On June 8, 2020, the Texas Board of Pardons and Parole granted Bobby Moore parole, concluding his lengthy and hard-fought legal journey. He was released from prison on August 6. Originally sentenced to death in 1980, Mr. Moore served almost 40 years on death row in Texas and twice brought his case before the U.S. Supreme Court.
Mr. Moore challenged Texas’s framework for determining intellectual disability and the leeway that Atkins v. Virginia awarded states in making these determinations. In Atkins, the Supreme Court held that the execution of intellectually disabled individuals violated the Eighth Amendment’s ban on cruel and unusual punishment but left it to states to create their own frameworks for assessing intellectual disability. Texas announced its framework in Ex parte Briseño, a 2004 case before the Texas Court of Criminal Appeals (TCCA). The so-called Briseño factors assessed intellectual disability through clinically unsound criteria such as lay stereotypes and a focus on perceived adaptive strengths instead of deficits. In applying Briseño to Mr. Moore’s case, the TCCA found Mr. Moore eligible for the death penalty. In 2017, the Supreme Court rejected the Briseño factors, finding that they “advanced lay perceptions of intellectual disability” rather than medical standards, creating an unacceptable risk that an individual with an intellectual disability would be executed. Holding that states are constrained by the medical community’s current standards when determining intellectual disability, the Supreme Court remanded Mr. Moore’s case to the TCCA.
On remand, the TCCA acknowledged the Supreme Court’s decision in Moore v. Texas but continued to apply the same non-scientific analysis now barred by the Supreme Court, and again denied Mr. Moore Atkins relief. After a second certiorari grant, on February 19, 2019 the Supreme Court issued a per curiam decision ruling that “Moore has shown he is a person with intellectual disability,” and rebuking the TCCA for its failure to sufficiently follow the Court’s precedent.

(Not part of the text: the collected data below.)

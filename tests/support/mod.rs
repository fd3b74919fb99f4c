#![allow(dead_code)]

//! A local stand-in for the scrape target, the redirector host, the
//! metadata provider and the snapshot CDN.

use axum::{
    Form, Json, Router,
    extract::{Path, Query, State},
    http::{HeaderMap, StatusCode, header},
    response::{Html, IntoResponse, Response},
    routing::{get, post},
};
use pahe_relay::config::Config;
use serde::Deserialize;
use serde_json::{Value, json};
use std::collections::HashMap;
use std::sync::Arc;
use std::sync::atomic::{AtomicUsize, Ordering};
use std::time::Duration;

pub const PER_PAGE: u32 = 30;
pub const SESSION_COOKIE: &str = "kwik_session=s3cr3t";
const ALPHABET: &str = "abcdefghij";
const OFFSET: u32 = 11;
const BASE: u32 = 5;
const REDIRECTOR_DELAY: Duration = Duration::from_millis(25);

/// One show known to the fake upstream.
#[derive(Clone)]
pub struct Show {
    pub session: &'static str,
    pub title: &'static str,
    pub mal_id: Option<i64>,
    pub episodes: u32,
    pub status: &'static str,
}

pub const FRIEREN: Show = Show {
    session: "frieren",
    title: "Sousou no Frieren",
    mal_id: Some(52991),
    episodes: 12,
    status: "currently_airing",
};

pub const LONG_SHOW: Show = Show {
    session: "long-show",
    title: "Long Show",
    mal_id: Some(21),
    episodes: 75,
    status: "currently_airing",
};

pub const FORTY: Show = Show {
    session: "forty",
    title: "Forty Episodes",
    mal_id: Some(100),
    episodes: 40,
    status: "finished_airing",
};

pub const UNLINKED: Show = Show {
    session: "unlinked",
    title: "No Meta Tag",
    mal_id: None,
    episodes: 2,
    status: "finished_airing",
};

pub const FLAKY: Show = Show {
    session: "flaky",
    title: "Flaky Pages",
    mal_id: Some(300),
    episodes: 3,
    status: "finished_airing",
};

/// Related entry every provider record points at.
pub const RELATED_ID: i64 = 999;

#[derive(Default)]
pub struct Counters {
    pub never_hits: AtomicUsize,
    pub airing_hits: AtomicUsize,
    pub resolutions: AtomicUsize,
    pub redirector_in_flight: AtomicUsize,
    pub peak_redirector: AtomicUsize,
}

pub struct Upstream {
    pub base: String,
    pub shows: HashMap<&'static str, Show>,
    pub counters: Counters,
}

impl Upstream {
    fn show_by_mal(&self, id: i64) -> Option<&Show> {
        self.shows.values().find(|s| s.mal_id == Some(id))
    }
}

/// Inverse of the redirector cipher.
pub fn encode(plain: &str, alphabet: &str, offset: u32, base: u32) -> String {
    let symbols: Vec<char> = alphabet.chars().collect();
    let separator = symbols[base as usize];
    let mut out = String::new();
    for c in plain.chars() {
        let mut value = u64::from(c as u32) + u64::from(offset);
        let mut digits = Vec::new();
        while value > 0 {
            digits.push(symbols[(value % u64::from(base)) as usize]);
            value /= u64::from(base);
        }
        out.extend(digits.iter().rev());
        out.push(separator);
    }
    out
}

pub fn episode_session(show: &str, n: u32) -> String {
    format!("{show}-ep{n}")
}

pub fn direct_url_for(id: &str) -> String {
    format!("https://cdn.example/{id}.mp4")
}

#[derive(Deserialize)]
struct ApiQuery {
    m: String,
    id: Option<String>,
    q: Option<String>,
    page: Option<u32>,
}

async fn api(State(up): State<Arc<Upstream>>, Query(q): Query<ApiQuery>) -> Response {
    let page = q.page.unwrap_or(1).max(1);
    match q.m.as_str() {
        "release" => {
            let Some(show) = q.id.as_deref().and_then(|id| up.shows.get(id)) else {
                return StatusCode::NOT_FOUND.into_response();
            };
            let last_page = show.episodes.div_ceil(PER_PAGE).max(1);
            let first = (page - 1) * PER_PAGE + 1;
            let last = (page * PER_PAGE).min(show.episodes);
            let data: Vec<Value> = (first..=last)
                .map(|n| {
                    json!({
                        "id": n,
                        "anime_id": 1,
                        "episode": n,
                        "duration": "00:24:00",
                        "session": episode_session(show.session, n),
                        "snapshot": format!("https://i.example/snapshots/{}-{n}.jpg", show.session),
                        "audio": "jpn",
                    })
                })
                .collect();
            Json(json!({
                "total": show.episodes,
                "per_page": PER_PAGE,
                "current_page": page,
                "last_page": last_page,
                "data": data,
            }))
            .into_response()
        }
        "search" => {
            let query = q.q.unwrap_or_default().to_lowercase();
            let data: Vec<Value> = up
                .shows
                .values()
                .filter(|s| s.title.to_lowercase().contains(&query))
                .map(|s| json!({"session": s.session, "title": s.title, "episodes": s.episodes}))
                .collect();
            Json(json!({ "total": data.len(), "data": data })).into_response()
        }
        "airing" => {
            up.counters.airing_hits.fetch_add(1, Ordering::SeqCst);
            Json(json!({
                "total": 2,
                "per_page": 12,
                "current_page": page,
                "last_page": 1,
                "data": [
                    {"anime_session": "frieren", "anime_title": "Sousou no Frieren", "episode": 12, "fansub": "SubsPlease"},
                    {"anime_session": "mystery", "anime_title": "Mystery Show", "episode": 1, "fansub": "Erai"}
                ]
            }))
            .into_response()
        }
        _ => StatusCode::BAD_REQUEST.into_response(),
    }
}

async fn anime_page(State(up): State<Arc<Upstream>>, Path(session): Path<String>) -> Response {
    match up.shows.get(session.as_str()) {
        Some(show) => {
            let meta = show
                .mal_id
                .map(|id| format!(r#"<meta name="myanimelist" content="{id}">"#))
                .unwrap_or_default();
            Html(format!(
                "<html><head>{meta}<title>{}</title></head><body></body></html>",
                show.title
            ))
            .into_response()
        }
        None => StatusCode::NOT_FOUND.into_response(),
    }
}

async fn play_page(
    State(up): State<Arc<Upstream>>,
    Path((anime, episode)): Path<(String, String)>,
) -> Response {
    if anime == FLAKY.session && episode == episode_session(FLAKY.session, 2) {
        return StatusCode::INTERNAL_SERVER_ERROR.into_response();
    }
    let base = &up.base;
    Html(format!(
        r#"<div id="resolutionMenu">
<button class="dropdown-item" data-src="{base}/kwik/f/{episode}" data-fansub="GroupX" data-resolution="720p" data-audio="jpn">GroupX · 720p</button>
</div>
<div id="pickDownload">
<a href="{base}/mirror/{episode}" class="dropdown-item">GroupX · 720p (110MB)</a>
</div>"#
    ))
    .into_response()
}

async fn kwik_page(State(up): State<Arc<Upstream>>, Path(id): Path<String>) -> Response {
    let in_flight = up.counters.redirector_in_flight.fetch_add(1, Ordering::SeqCst) + 1;
    up.counters.peak_redirector.fetch_max(in_flight, Ordering::SeqCst);
    tokio::time::sleep(REDIRECTOR_DELAY).await;
    up.counters.redirector_in_flight.fetch_sub(1, Ordering::SeqCst);

    let form = format!(
        r#"<form action="{}/kwik/f/{id}" method="POST"><input type="hidden" name="_token" value="tok-{id}"></form>"#,
        up.base
    );
    let packed = encode(&form, ALPHABET, OFFSET, BASE);
    let body = format!(
        "<html><script>\neval(function(h,u,n,t,e,r){{return r}}(\"{packed}\",42,\"{ALPHABET}\",{OFFSET},{BASE},\n21))\n</script></html>"
    );
    (
        [(header::SET_COOKIE, format!("{SESSION_COOKIE}; Path=/; HttpOnly"))],
        Html(body),
    )
        .into_response()
}

#[derive(Deserialize)]
struct TokenForm {
    #[serde(rename = "_token")]
    token: String,
}

async fn kwik_post(
    State(up): State<Arc<Upstream>>,
    Path(id): Path<String>,
    headers: HeaderMap,
    Form(form): Form<TokenForm>,
) -> Response {
    let has_cookie = headers
        .get(header::COOKIE)
        .and_then(|v| v.to_str().ok())
        .is_some_and(|c| c.contains(SESSION_COOKIE));
    if !has_cookie || form.token != format!("tok-{id}") {
        return StatusCode::FORBIDDEN.into_response();
    }
    up.counters.resolutions.fetch_add(1, Ordering::SeqCst);
    (StatusCode::FOUND, [(header::LOCATION, direct_url_for(&id))]).into_response()
}

async fn kwik_never(State(up): State<Arc<Upstream>>) -> Html<&'static str> {
    up.counters.never_hits.fetch_add(1, Ordering::SeqCst);
    Html("<html><script>var nothing = 1;</script></html>")
}

async fn mirror_page(State(up): State<Arc<Upstream>>, Path(id): Path<String>) -> Html<String> {
    Html(format!(
        r#"<html><a class="redirect" href="{}/kwik/f/{id}">Continue</a></html>"#,
        up.base
    ))
}

async fn mal(
    State(up): State<Arc<Upstream>>,
    Path(id): Path<i64>,
    headers: HeaderMap,
) -> Response {
    if headers.get("X-MAL-CLIENT-ID").is_none() {
        return (
            StatusCode::BAD_REQUEST,
            Json(json!({"error": "invalid_request"})),
        )
            .into_response();
    }

    if id == RELATED_ID {
        return Json(json!({
            "id": RELATED_ID,
            "title": "Side Story",
            "media_type": "movie",
            "average_episode_duration": 3000
        }))
        .into_response();
    }

    let Some(show) = up.show_by_mal(id) else {
        return (StatusCode::NOT_FOUND, Json(json!({"error": "not_found"}))).into_response();
    };

    Json(json!({
        "id": id,
        "title": show.title,
        "main_picture": {"medium": "https://img.example/m.jpg", "large": "https://img.example/l.jpg"},
        "alternative_titles": {"synonyms": [], "en": format!("{} (EN)", show.title), "ja": ""},
        "synopsis": "A story.",
        "mean": 8.5,
        "media_type": "tv",
        "status": show.status,
        "genres": [{"id": 1, "name": "Drama"}, {"id": 2, "name": "Adventure"}],
        "studios": [{"id": 11, "name": "Madhouse"}],
        "num_episodes": show.episodes,
        "start_date": "2023-09-29",
        "average_episode_duration": 1440,
        "rating": "pg_13",
        "related_anime": [{
            "node": {"id": RELATED_ID, "title": "Side Story"},
            "relation_type": "side_story",
            "relation_type_formatted": "Side Story"
        }],
        "recommendations": []
    }))
    .into_response()
}

async fn snapshot_miss() -> StatusCode {
    StatusCode::NOT_FOUND
}

async fn snapshot_hit(Path(path): Path<String>) -> Response {
    if path.starts_with("missing") {
        return StatusCode::NOT_FOUND.into_response();
    }
    ([(header::CONTENT_TYPE, "image/png")], vec![0x89_u8, b'P', b'N', b'G']).into_response()
}

/// Starts the fake upstream on an ephemeral port.
pub async fn spawn_upstream() -> Arc<Upstream> {
    let listener = tokio::net::TcpListener::bind("127.0.0.1:0").await.unwrap();
    let base = format!("http://{}", listener.local_addr().unwrap());

    let shows = [FRIEREN, LONG_SHOW, FORTY, UNLINKED, FLAKY]
        .into_iter()
        .map(|s| (s.session, s))
        .collect();

    let upstream = Arc::new(Upstream {
        base,
        shows,
        counters: Counters::default(),
    });

    let app = Router::new()
        .route("/api", get(api))
        .route("/anime/{session}", get(anime_page))
        .route("/play/{anime}/{episode}", get(play_page))
        .route("/kwik/never", get(kwik_never))
        .route("/kwik/f/{id}", get(kwik_page))
        .route("/kwik/d/{id}", post(kwik_post))
        .route("/mirror/{id}", get(mirror_page))
        .route("/mal/{id}", get(mal))
        .route("/snap-a/{*path}", get(snapshot_miss))
        .route("/snap-b/{*path}", get(snapshot_hit))
        .with_state(upstream.clone());

    tokio::spawn(async move {
        axum::serve(listener, app).await.unwrap();
    });

    upstream
}

/// Config pointing every collaborator at the fake upstream.
pub fn test_config(upstream: &Upstream) -> Config {
    let base = &upstream.base;
    let mut config = Config::default();
    config.general.database_path = "sqlite::memory:".to_string();
    config.general.max_db_connections = 1;
    config.general.min_db_connections = 1;
    config.pahe.base_url = base.clone();
    config.pahe.api_url = format!("{base}/api");
    config.pahe.snapshot_urls = vec![format!("{base}/snap-a"), format!("{base}/snap-b")];
    config.pahe.kwik_prefix = format!("{base}/kwik");
    config.pahe.mirror_prefix = format!("{base}/mirror");
    config.pahe.cookie = None;
    config.pahe.request_timeout_seconds = 5;
    config.mal.base_url = format!("{base}/mal");
    config.mal.client_id = Some("test-client".to_string());
    config.catalog.page_size = PER_PAGE;
    config.catalog.use_api_threshold = 30;
    config
}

Nearly nine months later, on November 6, 2019, the TCCA officially acknowledged the Supreme Court’s holding in Mr. Moore’s favor and commuted Mr. Moore’s death sentence to a sentence of life imprisonment. Upon resentencing, Mr. Moore became eligible for parole because he was originally sentenced in 1980, before the enactment of a sentence of life in prison without the possibility of parole and when prisoners became eligible for parole after serving 20 years.
Although Harris County District Attorney Kim Ogg, who supported the resentencing, remained silent regarding parole, Mr. Moore’s case garnered support from the newly-formed bipartisan Texas House Criminal Justice Reform Caucus. In March 2020, 23 members sent a letter to the Texas Board of Pardons and Parole advocating for Mr. Moore’s release. They argued that while wrongfully incarcerated on death row, Mr. Moore was “improperly denied both numerous parole reviews and the chance to meet some of the criteria that would weigh in his favor at them.”
“After careful consideration of the totality of the information,” the Texas Board of Pardons and Parole granted Mr. Moore parole. Congratulations to Mr. Moore’s pro bono team led by now-retired Skadden partner Cliff Sloan, and everyone else who contributed over the years to Mr. Moore’s hard-won release.